### DATA TO USE ###

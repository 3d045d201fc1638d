//! Client-local provider API key
//!
//! The key the user supplies is kept in a [`CredentialHolder`] for the
//! lifetime of the client process and persisted to client-local storage
//! under [`API_KEY_STORAGE_KEY`]. It is never part of the `/chat` or
//! `/analyze` HTTP contracts.
//!
//! Code running inside [`provide`] reaches the holder with [`current`].
//! Calling [`current`] anywhere else is a programming error and fails with
//! [`CredentialError::NoActiveScope`].

use crate::config::ProviderConfig;
use std::collections::BTreeMap;
use std::future::Future;
use std::io::Write;
use std::path::{Path, PathBuf};
use std::sync::{Arc, Mutex, PoisonError, RwLock};
use thiserror::Error;

/// Fixed key name of the persisted entry
pub const API_KEY_STORAGE_KEY: &str = "stackrelay_api_key";

#[derive(Error, Debug)]
pub enum CredentialError {
    #[error(
        "credentials::current() called outside of an active credential scope; \
        wrap the caller in credentials::provide(holder, ...)"
    )]
    NoActiveScope,

    #[error("No configuration directory available for the credential file")]
    NoConfigDir,

    #[error("Credential storage at '{path}' failed: {source}")]
    Io {
        path: String,
        #[source]
        source: std::io::Error,
    },

    #[error("Credential file '{path}' is not valid JSON: {source}")]
    Serialization {
        path: String,
        #[source]
        source: serde_json::Error,
    },
}

/// Persistence seam for the API key
pub trait CredentialStore: Send + Sync {
    /// Read the stored key, `None` when nothing was stored
    fn load(&self) -> Result<Option<String>, CredentialError>;

    /// Store the key, or remove it when `None`
    fn save(&self, api_key: Option<&str>) -> Result<(), CredentialError>;
}

/// JSON key-value file in the platform configuration directory
///
/// Other entries in the file are preserved on save.
#[derive(Debug, Clone)]
pub struct FileCredentialStore {
    path: PathBuf,
}

impl FileCredentialStore {
    pub fn new(path: impl Into<PathBuf>) -> Self {
        Self { path: path.into() }
    }

    /// `<config dir>/stackrelay/credentials.json`
    pub fn default_location() -> Result<Self, CredentialError> {
        let dir = dirs::config_dir().ok_or(CredentialError::NoConfigDir)?;
        Ok(Self::new(dir.join("stackrelay").join("credentials.json")))
    }

    pub fn path(&self) -> &Path {
        &self.path
    }

    fn io_error(&self, source: std::io::Error) -> CredentialError {
        CredentialError::Io {
            path: self.path.display().to_string(),
            source,
        }
    }

    fn read_entries(&self) -> Result<BTreeMap<String, String>, CredentialError> {
        let content = match std::fs::read_to_string(&self.path) {
            Ok(content) => content,
            Err(e) if e.kind() == std::io::ErrorKind::NotFound => return Ok(BTreeMap::new()),
            Err(e) => return Err(self.io_error(e)),
        };

        if content.trim().is_empty() {
            return Ok(BTreeMap::new());
        }

        serde_json::from_str(&content).map_err(|source| CredentialError::Serialization {
            path: self.path.display().to_string(),
            source,
        })
    }
}

impl CredentialStore for FileCredentialStore {
    fn load(&self) -> Result<Option<String>, CredentialError> {
        Ok(self.read_entries()?.remove(API_KEY_STORAGE_KEY))
    }

    fn save(&self, api_key: Option<&str>) -> Result<(), CredentialError> {
        let mut entries = self.read_entries()?;
        match api_key {
            Some(key) => {
                entries.insert(API_KEY_STORAGE_KEY.to_string(), key.to_string());
            }
            None => {
                entries.remove(API_KEY_STORAGE_KEY);
            }
        }

        if let Some(parent) = self.path.parent() {
            std::fs::create_dir_all(parent).map_err(|e| self.io_error(e))?;
        }

        let content = serde_json::to_string_pretty(&entries).map_err(|source| {
            CredentialError::Serialization {
                path: self.path.display().to_string(),
                source,
            }
        })?;

        // Write-then-rename so a crash never leaves a truncated file
        let tmp = self.path.with_extension("json.tmp");
        write_private(&tmp, content.as_bytes()).map_err(|e| self.io_error(e))?;
        std::fs::rename(&tmp, &self.path).map_err(|e| self.io_error(e))?;

        tracing::debug!(path = %self.path.display(), stored = api_key.is_some(), "Saved credentials");
        Ok(())
    }
}

/// Write a file readable only by the current user (mode 0600 on unix)
fn write_private(path: &Path, content: &[u8]) -> std::io::Result<()> {
    let mut options = std::fs::OpenOptions::new();
    options.write(true).create(true).truncate(true);
    #[cfg(unix)]
    {
        use std::os::unix::fs::OpenOptionsExt;
        options.mode(0o600);
    }

    let mut file = options.open(path)?;
    // Mode only applies on creation; a leftover temp file keeps its old bits
    #[cfg(unix)]
    {
        use std::os::unix::fs::PermissionsExt;
        file.set_permissions(std::fs::Permissions::from_mode(0o600))?;
    }
    file.write_all(content)?;
    file.sync_all()
}

/// Process-memory store, used by tests and ephemeral sessions
#[derive(Debug, Default)]
pub struct MemoryCredentialStore {
    value: Mutex<Option<String>>,
}

impl MemoryCredentialStore {
    pub fn new() -> Self {
        Self::default()
    }

    pub fn with_key(api_key: impl Into<String>) -> Self {
        Self {
            value: Mutex::new(Some(api_key.into())),
        }
    }
}

impl CredentialStore for MemoryCredentialStore {
    fn load(&self) -> Result<Option<String>, CredentialError> {
        Ok(self
            .value
            .lock()
            .unwrap_or_else(PoisonError::into_inner)
            .clone())
    }

    fn save(&self, api_key: Option<&str>) -> Result<(), CredentialError> {
        *self.value.lock().unwrap_or_else(PoisonError::into_inner) = api_key.map(str::to_string);
        Ok(())
    }
}

/// Current API key for one client context
pub struct CredentialHolder {
    store: Arc<dyn CredentialStore>,
    api_key: RwLock<Option<String>>,
}

impl std::fmt::Debug for CredentialHolder {
    fn fmt(&self, f: &mut std::fmt::Formatter<'_>) -> std::fmt::Result {
        f.debug_struct("CredentialHolder")
            .field("is_configured", &self.is_configured())
            .finish_non_exhaustive()
    }
}

impl CredentialHolder {
    /// Create a holder, reading the persisted key once
    pub fn load(store: Arc<dyn CredentialStore>) -> Result<Self, CredentialError> {
        let api_key = store.load()?.filter(|k| !k.trim().is_empty());
        Ok(Self {
            store,
            api_key: RwLock::new(api_key),
        })
    }

    /// Empty holder backed by process memory only
    pub fn ephemeral() -> Self {
        Self {
            store: Arc::new(MemoryCredentialStore::new()),
            api_key: RwLock::new(None),
        }
    }

    /// The current key, if one is set
    pub fn api_key(&self) -> Option<String> {
        self.api_key
            .read()
            .unwrap_or_else(PoisonError::into_inner)
            .clone()
    }

    /// Whether a key is set
    pub fn is_configured(&self) -> bool {
        self.api_key
            .read()
            .unwrap_or_else(PoisonError::into_inner)
            .is_some()
    }

    /// Replace the key and persist it
    ///
    /// The in-memory value is updated first, so later reads in this session
    /// see the new key even if persisting fails. A blank key clears.
    pub fn set_api_key(&self, api_key: impl Into<String>) -> Result<(), CredentialError> {
        let api_key = api_key.into();
        let api_key = api_key.trim();
        let value = (!api_key.is_empty()).then(|| api_key.to_string());

        *self.api_key.write().unwrap_or_else(PoisonError::into_inner) = value.clone();
        self.store.save(value.as_deref())
    }

    /// Remove the key from memory and storage
    pub fn clear(&self) -> Result<(), CredentialError> {
        *self.api_key.write().unwrap_or_else(PoisonError::into_inner) = None;
        self.store.save(None)
    }
}

tokio::task_local! {
    /// Holder installed by `provide` for the duration of a future
    static CURRENT: Arc<CredentialHolder>;
}

/// Run `future` with `holder` as the active credential holder
pub async fn provide<F>(holder: Arc<CredentialHolder>, future: F) -> F::Output
where
    F: Future,
{
    CURRENT.scope(holder, future).await
}

/// The active credential holder
///
/// # Errors
///
/// [`CredentialError::NoActiveScope`] when called outside [`provide`].
pub fn current() -> Result<Arc<CredentialHolder>, CredentialError> {
    CURRENT
        .try_with(Arc::clone)
        .map_err(|_| CredentialError::NoActiveScope)
}

/// Provider API key for the server
///
/// Order: `provider.api_key`, then the variable named by
/// `provider.api_key_env`, then the holder of the active scope.
///
/// # Errors
///
/// [`CredentialError::NoActiveScope`] when the stored key is needed and no
/// scope is active.
pub fn resolve_api_key(config: &ProviderConfig) -> Result<Option<String>, CredentialError> {
    match config.resolve_api_key() {
        Some(key) => Ok(Some(key)),
        None => Ok(current()?.api_key()),
    }
}

#[cfg(test)]
mod tests {
    use super::*;

    fn memory_holder() -> Arc<CredentialHolder> {
        Arc::new(CredentialHolder::ephemeral())
    }

    #[test]
    fn test_new_holder_is_not_configured() {
        let holder = memory_holder();
        assert!(!holder.is_configured());
        assert!(holder.api_key().is_none());
    }

    #[test]
    fn test_set_updates_memory_and_store() {
        let store = Arc::new(MemoryCredentialStore::new());
        let holder = CredentialHolder::load(store.clone()).unwrap();

        holder.set_api_key("sk-first").unwrap();
        holder.set_api_key("sk-second").unwrap();

        assert_eq!(holder.api_key().as_deref(), Some("sk-second"));
        assert!(holder.is_configured());
        assert_eq!(store.load().unwrap().as_deref(), Some("sk-second"));
    }

    #[test]
    fn test_blank_key_clears() {
        let holder = CredentialHolder::load(Arc::new(MemoryCredentialStore::with_key("sk-x")))
            .unwrap();
        assert!(holder.is_configured());

        holder.set_api_key("   ").unwrap();
        assert!(!holder.is_configured());
    }

    #[test]
    fn test_current_outside_scope_fails_fast() {
        let err = current().unwrap_err();
        assert!(matches!(err, CredentialError::NoActiveScope));
        assert!(err.to_string().contains("provide"));
    }

    #[tokio::test]
    async fn test_current_inside_scope_sees_latest_set() {
        let holder = memory_holder();

        provide(holder.clone(), async {
            let active = current().expect("scope is active");
            assert!(!active.is_configured());

            active.set_api_key("sk-live").unwrap();
            assert_eq!(current().unwrap().api_key().as_deref(), Some("sk-live"));
        })
        .await;

        assert_eq!(holder.api_key().as_deref(), Some("sk-live"));
        assert!(current().is_err());
    }
}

###

The lines to return are those in the entries above that include "value".

REPLY TO THE TASK —
/// JSON key-value file in the platform configuration directory
    value: Mutex<Option<String>>,
            value: Mutex::new(Some(api_key.into())),
            .value
        *self.value.lock().unwrap_or_else(PoisonError::into_inner) = api_key.map(str::to_string);
    /// The in-memory value is updated first, so later reads in this session
        let value = (!api_key.is_empty()).then(|| api_key.to_string());
        *self.api_key.write().unwrap_or_else(PoisonError::into_inner) = value.clone();
        self.store.save(value.as_deref())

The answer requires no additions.